On on hand, it seems likely that it would be related positively: The longer one lives, the longer one’s cells need to continue regenerating. On the other hand, the longer one lives, the more likely one is to accumulate cells with oncogenic lesions. Since telomere maintenance is essential for tumor cell viability, one might not want these damaged cells to have ready access to telomerase expression…and this logic might lead us to the opposite conclusion.
A further confounding factor is body mass: In order to get a larger body, one needs more cell divisions, so one might expect larger organisms to exhibit higher telomerase activity. Then again…more cells means more risk of cancer…
It’s almost like one can’t derive biology from pure logic.

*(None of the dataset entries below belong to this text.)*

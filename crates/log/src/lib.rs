use std::fmt;
use std::io::{self, Write};
use std::sync::atomic::{AtomicBool, AtomicU8, Ordering};
use std::time::{SystemTime, UNIX_EPOCH};

use serde_json::json;

#[derive(Clone, Copy, Debug, Eq, PartialEq, Ord, PartialOrd)]
pub enum Level {
    Error = 1,
    Warn = 2,
    Info = 3,
    Debug = 4,
    Trace = 5,
}

impl Level {
    pub fn as_str(self) -> &'static str {
        match self {
            Self::Error => "ERROR",
            Self::Warn => "WARN",
            Self::Info => "INFO",
            Self::Debug => "DEBUG",
            Self::Trace => "TRACE",
        }
    }

    pub fn parse(raw: &str) -> Option<Self> {
        match raw.trim().to_ascii_lowercase().as_str() {
            "error" => Some(Self::Error),
            "warn" | "warning" => Some(Self::Warn),
            "info" => Some(Self::Info),
            "debug" => Some(Self::Debug),
            "trace" => Some(Self::Trace),
            _ => None,
        }
    }
}

#[derive(Clone, Copy, Debug, Eq, PartialEq)]
pub enum Format {
    Text = 0,
    Json = 1,
}

impl Format {
    pub fn parse(raw: &str) -> Option<Self> {
        match raw.trim().to_ascii_lowercase().as_str() {
            "text" => Some(Self::Text),
            "json" => Some(Self::Json),
            _ => None,
        }
    }
}

#[derive(Clone, Copy, Debug)]
pub struct LogConfig {
    pub level: Level,
    pub format: Format,
    pub timestamps: bool,
}

static LOG_LEVEL: AtomicU8 = AtomicU8::new(Level::Info as u8);
static LOG_FORMAT: AtomicU8 = AtomicU8::new(Format::Text as u8);
static LOG_TIMESTAMPS: AtomicBool = AtomicBool::new(true);

pub fn init(config: LogConfig) {
    LOG_LEVEL.store(config.level as u8, Ordering::Relaxed);
    LOG_FORMAT.store(config.format as u8, Ordering::Relaxed);
    LOG_TIMESTAMPS.store(config.timestamps, Ordering::Relaxed);
}

pub fn enabled(level: Level) -> bool {
    level as u8 <= LOG_LEVEL.load(Ordering::Relaxed)
}

pub fn log(
    level: Level,
    target: &'static str,
    file: &'static str,
    line: u32,
    args: fmt::Arguments<'_>,
) {
    if !enabled(level) {
        return;
    }

    let format = match LOG_FORMAT.load(Ordering::Relaxed) {
        1 => Format::Json,
        _ => Format::Text,
    };
    let now = SystemTime::now()
        .duration_since(UNIX_EPOCH)
        .unwrap_or_default();

    let mut out = io::stderr().lock();
    match format {
        Format::Text => {
            if LOG_TIMESTAMPS.load(Ordering::Relaxed) {
                let ts = Timestamp {
                    unix_seconds: now.as_secs(),
                    millis: now.subsec_millis(),
                };
                let _ = write!(out, "{ts} ");
            }
            let _ = write!(out, "{} {}: ", level.as_str(), target);
            let _ = writeln!(out, "{args}");
        }
        Format::Json => {
            let ts_ms: u64 = now.as_millis().try_into().unwrap_or(u64::MAX);
            let record = json!({
                "ts_ms": ts_ms,
                "level": level.as_str(),
                "target": target,
                "file": file,
                "line": line,
                "msg": args.to_string(),
            });
            let _ = writeln!(out, "{record}");
        }
    }
}

#[macro_export]
macro_rules! log_at {
    ($level:expr, $($arg:tt)*) => {{
        if $crate::enabled($level) {
            $crate::log($level, module_path!(), file!(), line!(), format_args!($($arg)*));
        }
    }};
}

#[macro_export]
macro_rules! log_error {
    ($($arg:tt)*) => {{
        $crate::log_at!($crate::Level::Error, $($arg)*);
    }};
}

#[macro_export]
macro_rules! log_warn {
    ($($arg:tt)*) => {{
        $crate::log_at!($crate::Level::Warn, $($arg)*);
    }};
}

#[macro_export]
macro_rules! log_info {
    ($($arg:tt)*) => {{
        $crate::log_at!($crate::Level::Info, $($arg)*);
    }};
}

#[macro_export]
macro_rules! log_debug {
    ($($arg:tt)*) => {{
        $crate::log_at!($crate::Level::Debug, $($arg)*);
    }};
}

#[macro_export]
macro_rules! log_trace {
    ($($arg:tt)*) => {{
        $crate::log_at!($crate::Level::Trace, $($arg)*);
    }};
}

struct Timestamp {
    unix_seconds: u64,
    millis: u32,
}

impl fmt::Display for Timestamp {
    fn fmt(&self, f: &mut fmt::Formatter<'_>) -> fmt::Result {
        const SECS_PER_DAY: u64 = 86_400;
        let days = (self.unix_seconds / SECS_PER_DAY) as i64;
        let secs_of_day = self.unix_seconds % SECS_PER_DAY;
        let hour = secs_of_day / 3600;
        let minute = (secs_of_day % 3600) / 60;
        let second = secs_of_day % 60;
        let (year, month, day) = civil_from_days(days);
        write!(
            f,
            "{year:04}-{month:02}-{day:02}T{hour:02}:{minute:02}:{second:02}.{millis:03}Z",
            millis = self.millis
        )
    }
}

fn civil_from_days(days_since_unix_epoch: i64) -> (i32, u32, u32) {
    // From Howard Hinnant's "civil_from_days" algorithm (public domain).
    let z = days_since_unix_epoch + 719_468;
    let era = if z >= 0 { z } else { z - 146_096 } / 146_097;
    let doe = (z - era * 146_097) as u32;
    let yoe = (doe - doe / 1460 + doe / 36_524 - doe / 146_096) / 365;
    let y = (yoe as i32) + (era as i32) * 400;
    let doy = doe - (365 * yoe + yoe / 4 - yoe / 100);
    let mp = (5 * doy + 2) / 153;
    let d = doy - (153 * mp + 2) / 5 + 1;
    let m = if mp < 10 { mp + 3 } else { mp - 9 };
    let year = y + if m <= 2 { 1 } else { 0 };
    (year, m, d)
}

#[cfg(test)]
mod tests {
    use super::*;

    #[test]
    fn parse_level() {
        assert_eq!(Level::parse("info"), Some(Level::Info));
        assert_eq!(Level::parse("WARN"), Some(Level::Warn));
        assert_eq!(Level::parse("warning"), Some(Level::Warn));
        assert_eq!(Level::parse("trace"), Some(Level::Trace));
        assert_eq!(Level::parse("nope"), None);
    }

    #[test]
    fn parse_format() {
        assert_eq!(Format::parse("text"), Some(Format::Text));
        assert_eq!(Format::parse("JSON"), Some(Format::Json));
        assert_eq!(Format::parse("xml"), None);
    }

    #[test]
    fn civil_dates() {
        assert_eq!(civil_from_days(0), (1970, 1, 1));
        assert_eq!(civil_from_days(19_723), (2024, 1, 1));
    }
}
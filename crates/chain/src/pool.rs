//! The transaction pool contract consumed by the chain manager.

use std::collections::HashMap;

use basalt_crypto::Hash256;
use basalt_primitives::Transaction;

/// Collaborator interface. `take_transaction` removes and returns a tx
/// (called at most once per hash per append); `return_transaction`
/// restores a tx when a block fails mid-append or is popped.
pub trait TransactionPool: Send {
    fn take_transaction(&mut self, hash: &Hash256) -> Option<(Transaction, usize, u64)>;
    fn return_transaction(&mut self, tx: Transaction) -> bool;
    fn has_transaction(&self, hash: &Hash256) -> bool;
}

/// Plain in-memory pool backing tests and standalone operation.
#[derive(Default)]
pub struct MemoryPool {
    transactions: HashMap<Hash256, (Transaction, usize, u64)>,
}

impl MemoryPool {
    pub fn new() -> Self {
        Self::default()
    }

    pub fn add_transaction(&mut self, tx: Transaction) -> Hash256 {
        let hash = tx.hash();
        let size = tx.binary_size();
        let fee = tx
            .input_amount()
            .zip(tx.output_amount())
            .map(|(inputs, outputs)| inputs.saturating_sub(outputs))
            .unwrap_or(0);
        self.transactions.insert(hash, (tx, size, fee));
        hash
    }

    pub fn len(&self) -> usize {
        self.transactions.len()
    }

    pub fn is_empty(&self) -> bool {
        self.transactions.is_empty()
    }
}

impl TransactionPool for MemoryPool {
    fn take_transaction(&mut self, hash: &Hash256) -> Option<(Transaction, usize, u64)> {
        self.transactions.remove(hash)
    }

    fn return_transaction(&mut self, tx: Transaction) -> bool {
        self.add_transaction(tx);
        true
    }

    fn has_transaction(&self, hash: &Hash256) -> bool {
        self.transactions.contains_key(hash)
    }
}

#[cfg(test)]
mod tests {
    use super::*;
    use basalt_primitives::transaction::{BaseInput, TransactionInput};

    fn sample_tx(tag: u8) -> Transaction {
        Transaction {
            version: 1,
            unlock_time: tag as u64,
            inputs: vec![TransactionInput::Base(BaseInput {
                block_index: tag as u32,
            })],
            outputs: vec![],
            extra: vec![],
            signatures: vec![vec![]],
        }
    }

    #[test]
    fn take_removes_and_return_restores() {
        let mut pool = MemoryPool::new();
        let hash = pool.add_transaction(sample_tx(1));
        assert!(pool.has_transaction(&hash));

        let (tx, _, _) = pool.take_transaction(&hash).expect("present");
        assert!(!pool.has_transaction(&hash));
        assert!(pool.take_transaction(&hash).is_none());

        pool.return_transaction(tx);
        assert!(pool.has_transaction(&hash));
    }
}
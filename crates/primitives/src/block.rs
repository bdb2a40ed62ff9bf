//! Block header and block types.

use basalt_crypto::Hash256;

use crate::encoding::{Decodable, DecodeError, Decoder, Encodable, Encoder};
use crate::hash::{blob_hash, tree_hash};
use crate::transaction::{Transaction, TransactionInput};

pub const BLOCK_MAJOR_VERSION_1: u8 = 1;
pub const BLOCK_MAJOR_VERSION_2: u8 = 2;
pub const BLOCK_MAJOR_VERSION_3: u8 = 3;
pub const BLOCK_MAJOR_VERSION_4: u8 = 4;
pub const BLOCK_MAJOR_VERSION_5: u8 = 5;
pub const BLOCK_MAJOR_VERSION_6: u8 = 6;

pub const BLOCK_MINOR_VERSION_0: u8 = 0;

/// Merge-mined parent carried by major versions 2 and 3.
pub const fn carries_parent_block(major_version: u8) -> bool {
    major_version == BLOCK_MAJOR_VERSION_2 || major_version == BLOCK_MAJOR_VERSION_3
}

#[derive(Clone, Copy, Debug, Eq, PartialEq)]
pub struct BlockHeader {
    pub major_version: u8,
    pub minor_version: u8,
    pub timestamp: u64,
    pub previous_block_hash: Hash256,
    pub nonce: u32,
}

impl Encodable for BlockHeader {
    fn consensus_encode(&self, encoder: &mut Encoder) {
        encoder.write_varint(self.major_version as u64);
        encoder.write_varint(self.minor_version as u64);
        encoder.write_varint(self.timestamp);
        encoder.write_hash(&self.previous_block_hash);
        encoder.write_u32_le(self.nonce);
    }
}

impl Decodable for BlockHeader {
    fn consensus_decode(decoder: &mut Decoder) -> Result<Self, DecodeError> {
        let major_version = read_version(decoder)?;
        let minor_version = read_version(decoder)?;
        let timestamp = decoder.read_varint()?;
        let previous_block_hash = decoder.read_hash()?;
        let nonce = decoder.read_u32_le()?;
        Ok(Self {
            major_version,
            minor_version,
            timestamp,
            previous_block_hash,
            nonce,
        })
    }
}

#[derive(Clone, Debug, Eq, PartialEq)]
pub struct ParentBlock {
    pub major_version: u8,
    pub minor_version: u8,
    pub previous_block_hash: Hash256,
    pub transaction_count: u16,
    pub base_transaction_branch: Vec<Hash256>,
    pub base_transaction: Transaction,
    pub blockchain_branch: Vec<Hash256>,
}

impl ParentBlock {
    pub fn binary_size(&self) -> usize {
        crate::encoding::encode(self).len()
    }
}

impl Encodable for ParentBlock {
    fn consensus_encode(&self, encoder: &mut Encoder) {
        encoder.write_varint(self.major_version as u64);
        encoder.write_varint(self.minor_version as u64);
        encoder.write_hash(&self.previous_block_hash);
        encoder.write_varint(self.transaction_count as u64);
        encoder.write_varint(self.base_transaction_branch.len() as u64);
        for hash in &self.base_transaction_branch {
            encoder.write_hash(hash);
        }
        self.base_transaction.consensus_encode(encoder);
        encoder.write_varint(self.blockchain_branch.len() as u64);
        for hash in &self.blockchain_branch {
            encoder.write_hash(hash);
        }
    }
}

impl Decodable for ParentBlock {
    fn consensus_decode(decoder: &mut Decoder) -> Result<Self, DecodeError> {
        let major_version = read_version(decoder)?;
        let minor_version = read_version(decoder)?;
        let previous_block_hash = decoder.read_hash()?;
        let transaction_count = {
            let value = decoder.read_varint()?;
            u16::try_from(value).map_err(|_| DecodeError::InvalidData("parent tx count"))?
        };
        let branch_len = decoder.read_varint_usize()?;
        let mut base_transaction_branch = Vec::with_capacity(branch_len);
        for _ in 0..branch_len {
            base_transaction_branch.push(decoder.read_hash()?);
        }
        let base_transaction = Transaction::consensus_decode(decoder)?;
        let chain_branch_len = decoder.read_varint_usize()?;
        let mut blockchain_branch = Vec::with_capacity(chain_branch_len);
        for _ in 0..chain_branch_len {
            blockchain_branch.push(decoder.read_hash()?);
        }
        Ok(Self {
            major_version,
            minor_version,
            previous_block_hash,
            transaction_count,
            base_transaction_branch,
            base_transaction,
            blockchain_branch,
        })
    }
}

#[derive(Clone, Debug, Eq, PartialEq)]
pub struct Block {
    pub header: BlockHeader,
    /// Present exactly when [`carries_parent_block`] holds for the header.
    pub parent_block: Option<ParentBlock>,
    pub base_transaction: Transaction,
    pub transaction_hashes: Vec<Hash256>,
}

impl Block {
    /// Height claimed by the coinbase input, if well-formed.
    pub fn coinbase_height(&self) -> Option<u32> {
        match self.base_transaction.inputs.first() {
            Some(TransactionInput::Base(input)) => Some(input.block_index),
            _ => None,
        }
    }

    /// Merkle root over the coinbase hash and the mined tx hashes.
    pub fn merkle_root(&self) -> Hash256 {
        let mut hashes = Vec::with_capacity(1 + self.transaction_hashes.len());
        hashes.push(self.base_transaction.hash());
        hashes.extend_from_slice(&self.transaction_hashes);
        tree_hash(&hashes)
    }

    /// The byte string committed to by mining and by the block identity.
    pub fn hashing_blob(&self) -> Vec<u8> {
        let mut encoder = Encoder::new();
        self.header.consensus_encode(&mut encoder);
        encoder.write_hash(&self.merkle_root());
        encoder.write_varint(1 + self.transaction_hashes.len() as u64);
        encoder.into_inner()
    }

    pub fn hash(&self) -> Hash256 {
        blob_hash(&self.hashing_blob())
    }

    pub fn binary_size(&self) -> usize {
        crate::encoding::encode(self).len()
    }
}

impl Encodable for Block {
    fn consensus_encode(&self, encoder: &mut Encoder) {
        self.header.consensus_encode(encoder);
        if carries_parent_block(self.header.major_version) {
            if let Some(parent) = &self.parent_block {
                parent.consensus_encode(encoder);
            }
        }
        self.base_transaction.consensus_encode(encoder);
        encoder.write_varint(self.transaction_hashes.len() as u64);
        for hash in &self.transaction_hashes {
            encoder.write_hash(hash);
        }
    }
}

impl Decodable for Block {
    fn consensus_decode(decoder: &mut Decoder) -> Result<Self, DecodeError> {
        let header = BlockHeader::consensus_decode(decoder)?;
        let parent_block = if carries_parent_block(header.major_version) {
            Some(ParentBlock::consensus_decode(decoder)?)
        } else {
            None
        };
        let base_transaction = Transaction::consensus_decode(decoder)?;
        let count = decoder.read_varint_usize()?;
        let mut transaction_hashes = Vec::with_capacity(count);
        for _ in 0..count {
            transaction_hashes.push(decoder.read_hash()?);
        }
        Ok(Self {
            header,
            parent_block,
            base_transaction,
            transaction_hashes,
        })
    }
}

fn read_version(decoder: &mut Decoder) -> Result<u8, DecodeError> {
    let value = decoder.read_varint()?;
    u8::try_from(value).map_err(|_| DecodeError::InvalidData("version exceeds 8 bits"))
}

Coming down firmly on one side of the argument, Seluanov et al. show that among rodents, telomerase activity has co-evolved with body mass, but not lifespan. Furthermore, the correlation is negative: telomerase activity is more restricted in larger animals, perhaps as a defense against the increased cancer risk that comes from having more cells:
In multicellular organisms, telomerase is required to maintain telomere length in the germline but is dispensable in the soma. Mice, for example, express telomerase in somatic and germline tissues, while humans express telomerase almost exclusively in the germline. As a result, when telomeres of human somatic cells reach a critical length the cells enter irreversible growth arrest called replicative senescence. Replicative senescence is believed to be an anticancer mechanism that limits cell proliferation. The difference between mice and humans led to the hypothesis that repression of telomerase in somatic cells has evolved as a tumor-suppressor adaptation in large, long-lived organisms. We tested whether regulation of telomerase activity coevolves with lifespan and body mass using comparative analysis of 15 rodent species with highly diverse lifespans and body masses. Here we show that telomerase activity does not coevolve with lifespan but instead coevolves with body mass: larger rodents repress telomerase activity in somatic cells. These results suggest that large body mass presents a greater risk of cancer than long lifespan, and large animals evolve repression of telomerase activity to mitigate that risk.